TARA WESTREICHER Star-Tribune staff writer | Posted: Wednesday, March 31, 2004 12:00 am
He's a nice guy, confident, well-liked and athletic - almost always the center of attention. On the down-side, he's self-centered, manipulative and constantly boasts about his "scores" with women. He doesn't respond well to criticism or rejection, needs to "hang with the guys" and dodges long-term relationships.
These traits combined are typical of an acquaintance, or date rapist, according to Steve Thompson, one of the nation's leading experts in sexual aggression, harassment and stalking.
"I could be describing me - I could be describing a lot of guys. But the difference is, you as a female don't see this. I see this because of how he talks about you behind your back, how he plots the score. He sees women not as his equal, but as objects - as meat. And that's not a good man, good men don't see that," Thompson said.
As Tuesday's key speaker at the third-annual Sexual Assault Summit in Casper, Thompson, of central Michigan, shared what he learned in his decades of research and thousands of interviews with rape survivors and offenders.
He is consulted regularly in investigations and is often used as a criminal profiler for police. But Thompson never wanted to become an expert.
Instead, he aspired to be an athletic coach and was a martial arts instructor who taught classes specifically aimed at helping young women avoid being raped. But when a female martial arts student of his at an Illinois university was brutally attacked, his career course changed, he said.
"I thought rape was a street fight, so I taught street fighting," he said. "April 12, 1973, probably about three or four weeks after my class was done, one of those young women that was in my class, who trusted me, was raped and almost killed."
He felt responsible for the rape, he said. From that point on, Thompson made it his business to find out why these things happen.
Wyoming law enforcement agencies and advocacy groups, prosecutors and those in the mental and public health profession - anyone who will likely deal with the issue of sexual assault - gathered at the Radisson hotel ballroom for the three-day summit at which Thompson spoke.
Describing the typical date rapist, Thompson said predators go into social settings specifically looking for a few female targets, preferably girls younger than him who might be flattered by his attention.
Rapists like to hang out in places where alcohol is available, Thompson said. And they sometimes come to a party armed with drugs to slip into the drink of their intended victim.
Upon approach, the guy is nice, generously buying drinks. But he's assertive and controlling from the start. Before long, he tries to get the woman to leave to an isolated location, and that's where the rape occurs, Thompson told the group.

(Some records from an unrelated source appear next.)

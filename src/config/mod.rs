//! Job file configuration.
//!
//! A job file describes one remote object, the CSV side and the field model.
//! YAML (`.yaml`, `.yml`) and TOML (`.toml`) are supported:
//!
//! ```yaml
//! api:
//!   base_url: https://api.example.com/v1
//!   object: contacts
//!   timeout: 30s
//! csv:
//!   delimiter: ";"
//! fields:
//!   - name: email
//!     type: primary_key
//!     transforms: [{ type: trim }, { type: lowercase }]
//!   - name: full_name
//!     alias: { type: formatted, template: "%first% %last%" }
//! import:
//!   input: s3://inbox/contacts.csv
//! export:
//!   output: out/contacts.csv
//!   incremental: true
//! ```

pub mod duration;

use anyhow::{Context, Result};
use serde::Deserialize;
use std::path::{Path, PathBuf};
use std::time::Duration;
use sync_core::{Field, Model};
use tabsync_connector::RestConfig;
use tabsync_csv::CsvOptions;
use tabsync_engine::{DeleteMode, ExportConfig, ImportConfig, MappedLookup};

use self::duration::deserialize_duration;

/// Default location of the run history file
pub const DEFAULT_HISTORY_PATH: &str = ".tabsync/history.json";

/// Top-level job configuration
#[derive(Debug, Clone, Deserialize)]
pub struct JobConfig {
    pub api: ApiConfig,

    #[serde(default)]
    pub csv: CsvConfig,

    pub fields: Vec<Field>,

    #[serde(default)]
    pub import: ImportSection,

    #[serde(default)]
    pub sync: SyncSection,

    /// Mapped lookups applied during import and sync
    #[serde(default)]
    pub mapped: Option<MappedLookup>,

    #[serde(default)]
    pub export: ExportSection,

    #[serde(default)]
    pub history: HistorySection,

    /// Where finished exports are forwarded
    #[serde(default)]
    pub transport: Option<TransportSection>,
}

/// Remote API settings
#[derive(Debug, Clone, Deserialize)]
#[serde(default)]
pub struct ApiConfig {
    pub base_url: String,

    pub object: String,

    /// Bearer token; the CLI's `TABSYNC_API_TOKEN` takes precedence
    pub token: Option<String>,

    pub per_page: Option<u32>,

    /// Use batched insert/delete calls
    pub batch: bool,

    /// Width of the request fan-out for batched calls
    pub concurrency: usize,

    #[serde(deserialize_with = "deserialize_duration")]
    pub timeout: Duration,

    pub activity_object: String,

    pub max_retries: u32,
}

impl Default for ApiConfig {
    fn default() -> Self {
        let rest = RestConfig::default();
        Self {
            base_url: rest.base_url,
            object: rest.object,
            token: rest.token,
            per_page: rest.per_page,
            batch: rest.batch,
            concurrency: rest.concurrency,
            timeout: rest.timeout,
            activity_object: rest.activity_object,
            max_retries: rest.max_retries,
        }
    }
}

impl ApiConfig {
    /// Connector configuration, with `token` overriding the file's token.
    pub fn to_rest_config(&self, token: Option<String>) -> RestConfig {
        RestConfig {
            base_url: self.base_url.clone(),
            object: self.object.clone(),
            token: token.or_else(|| self.token.clone()),
            per_page: self.per_page,
            batch: self.batch,
            concurrency: self.concurrency,
            timeout: self.timeout,
            activity_object: self.activity_object.clone(),
            max_retries: self.max_retries,
        }
    }
}

/// CSV dialect shared by input, output and transaction logs
#[derive(Debug, Clone, Deserialize)]
#[serde(default)]
pub struct CsvConfig {
    pub delimiter: char,

    pub has_headers: bool,

    /// Column names for files without a header row
    pub column_names: Option<Vec<String>>,

    pub trim: bool,
}

impl Default for CsvConfig {
    fn default() -> Self {
        Self {
            delimiter: ',',
            has_headers: true,
            column_names: None,
            trim: false,
        }
    }
}

impl CsvConfig {
    pub fn delimiter_byte(&self) -> Result<u8> {
        u8::try_from(self.delimiter)
            .ok()
            .filter(u8::is_ascii)
            .with_context(|| format!("CSV delimiter '{}' is not a single ASCII character", self.delimiter))
    }

    pub fn to_options(&self) -> Result<CsvOptions> {
        Ok(CsvOptions {
            has_headers: self.has_headers,
            delimiter: self.delimiter_byte()?,
            column_names: self.column_names.clone(),
            trim: self.trim,
        })
    }
}

/// Import (and sync) settings
#[derive(Debug, Clone, Deserialize)]
#[serde(default)]
pub struct ImportSection {
    /// Input file: local path, `s3://` or `http(s)://` URI
    pub input: Option<String>,

    pub batch_size: usize,

    pub source_field: String,

    pub source_value: String,

    pub synced_at_field: Option<String>,

    pub validate_structure: bool,

    pub activity: bool,

    pub deletion_marker: String,

    /// Directory of the transaction logs (default: next to the input)
    pub log_dir: Option<PathBuf>,

    /// Download directory for remote inputs (default: system temp dir)
    pub download_dir: Option<PathBuf>,
}

impl Default for ImportSection {
    fn default() -> Self {
        let defaults = ImportConfig::default();
        Self {
            input: None,
            batch_size: defaults.batch_size,
            source_field: defaults.source_field,
            source_value: defaults.source_value,
            synced_at_field: defaults.synced_at_field,
            validate_structure: defaults.validate_structure,
            activity: defaults.activity,
            deletion_marker: defaults.deletion_marker,
            log_dir: None,
            download_dir: None,
        }
    }
}

impl ImportSection {
    /// Engine configuration without reconciliation or enrichment.
    pub fn to_import_config(&self, dry_run: bool) -> ImportConfig {
        ImportConfig {
            batch_size: self.batch_size,
            source_field: self.source_field.clone(),
            source_value: self.source_value.clone(),
            synced_at_field: self.synced_at_field.clone(),
            validate_structure: self.validate_structure,
            dry_run,
            activity: self.activity,
            deletion_marker: self.deletion_marker.clone(),
            ..ImportConfig::default()
        }
    }
}

/// Sync settings
#[derive(Debug, Clone, Default, Deserialize)]
#[serde(default)]
pub struct SyncSection {
    pub delete_mode: DeleteMode,
}

/// Export settings
#[derive(Debug, Clone, Deserialize)]
#[serde(default)]
pub struct ExportSection {
    pub output: Option<PathBuf>,

    pub header: bool,

    /// Append to an existing output file instead of replacing it
    pub append: bool,

    pub incremental: bool,

    pub timestamp_format: Option<String>,

    pub history_key: Option<String>,

    pub remote_name: Option<String>,

    pub activity: bool,
}

impl Default for ExportSection {
    fn default() -> Self {
        let defaults = ExportConfig::default();
        Self {
            output: None,
            header: defaults.header,
            append: false,
            incremental: defaults.incremental,
            timestamp_format: defaults.timestamp_format,
            history_key: defaults.history_key,
            remote_name: defaults.remote_name,
            activity: defaults.activity,
        }
    }
}

impl ExportSection {
    pub fn to_export_config(&self, incremental: bool) -> ExportConfig {
        ExportConfig {
            header: self.header,
            incremental: incremental || self.incremental,
            timestamp_format: self.timestamp_format.clone(),
            history_key: self.history_key.clone(),
            remote_name: self.remote_name.clone(),
            activity: self.activity,
        }
    }
}

/// Run history settings
#[derive(Debug, Clone, Deserialize)]
#[serde(default)]
pub struct HistorySection {
    pub path: PathBuf,
}

impl Default for HistorySection {
    fn default() -> Self {
        Self {
            path: PathBuf::from(DEFAULT_HISTORY_PATH),
        }
    }
}

/// Export forwarding settings
#[derive(Debug, Clone, Deserialize)]
pub struct TransportSection {
    /// Destination directory or prefix: local path, `s3://` or `http(s)://`
    pub destination: String,

    /// Bearer token for HTTP destinations; the API token is never forwarded
    #[serde(default)]
    pub token: Option<String>,
}

impl JobConfig {
    /// Load a job file, choosing the format by extension.
    pub fn load(path: &Path) -> Result<Self> {
        let content = std::fs::read_to_string(path)
            .with_context(|| format!("Failed to read job file {}", path.display()))?;
        let extension = path
            .extension()
            .and_then(|e| e.to_str())
            .map(str::to_ascii_lowercase);
        let job = match extension.as_deref() {
            Some("toml") => Self::from_toml(&content),
            Some("yaml") | Some("yml") | None => Self::from_yaml(&content),
            Some(other) => anyhow::bail!("Unsupported job file extension '.{other}'"),
        };
        job.with_context(|| format!("Invalid job file {}", path.display()))
    }

    pub fn from_yaml(content: &str) -> Result<Self> {
        Ok(serde_yaml::from_str(content)?)
    }

    pub fn from_toml(content: &str) -> Result<Self> {
        Ok(toml::from_str(content)?)
    }

    pub fn model(&self) -> Result<Model> {
        Model::new(self.fields.clone()).context("Invalid field model")
    }
}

"He's gonna get you where you can scream and do all you want and you don't have any choice" but to comply, he said.
One way to avoid being raped, according to Thompson, is to "make men jump through hoops - make them prove they're worthy." A rapist will lose interest fast in women who play hard-to-get, he said, because "there are too many easy scores out there."
Thompson adds that male friends of those who fit the profile also bear some responsibility in keeping rapes from happening.
"You try to talk him out of it. You definitely don't let him do it while you're around and try to get women away from him," he advised.
Natrona County District Attorney Mike Blonigen said his office has seen a "remarkable drop" in adult reports of sexual assault, but that he isn't sure why.
Liz Baron, director of the Self Help Center, said one reason women might be less inclined to report a sexual assault is because they fear they will be re-victimized by the court system, she said.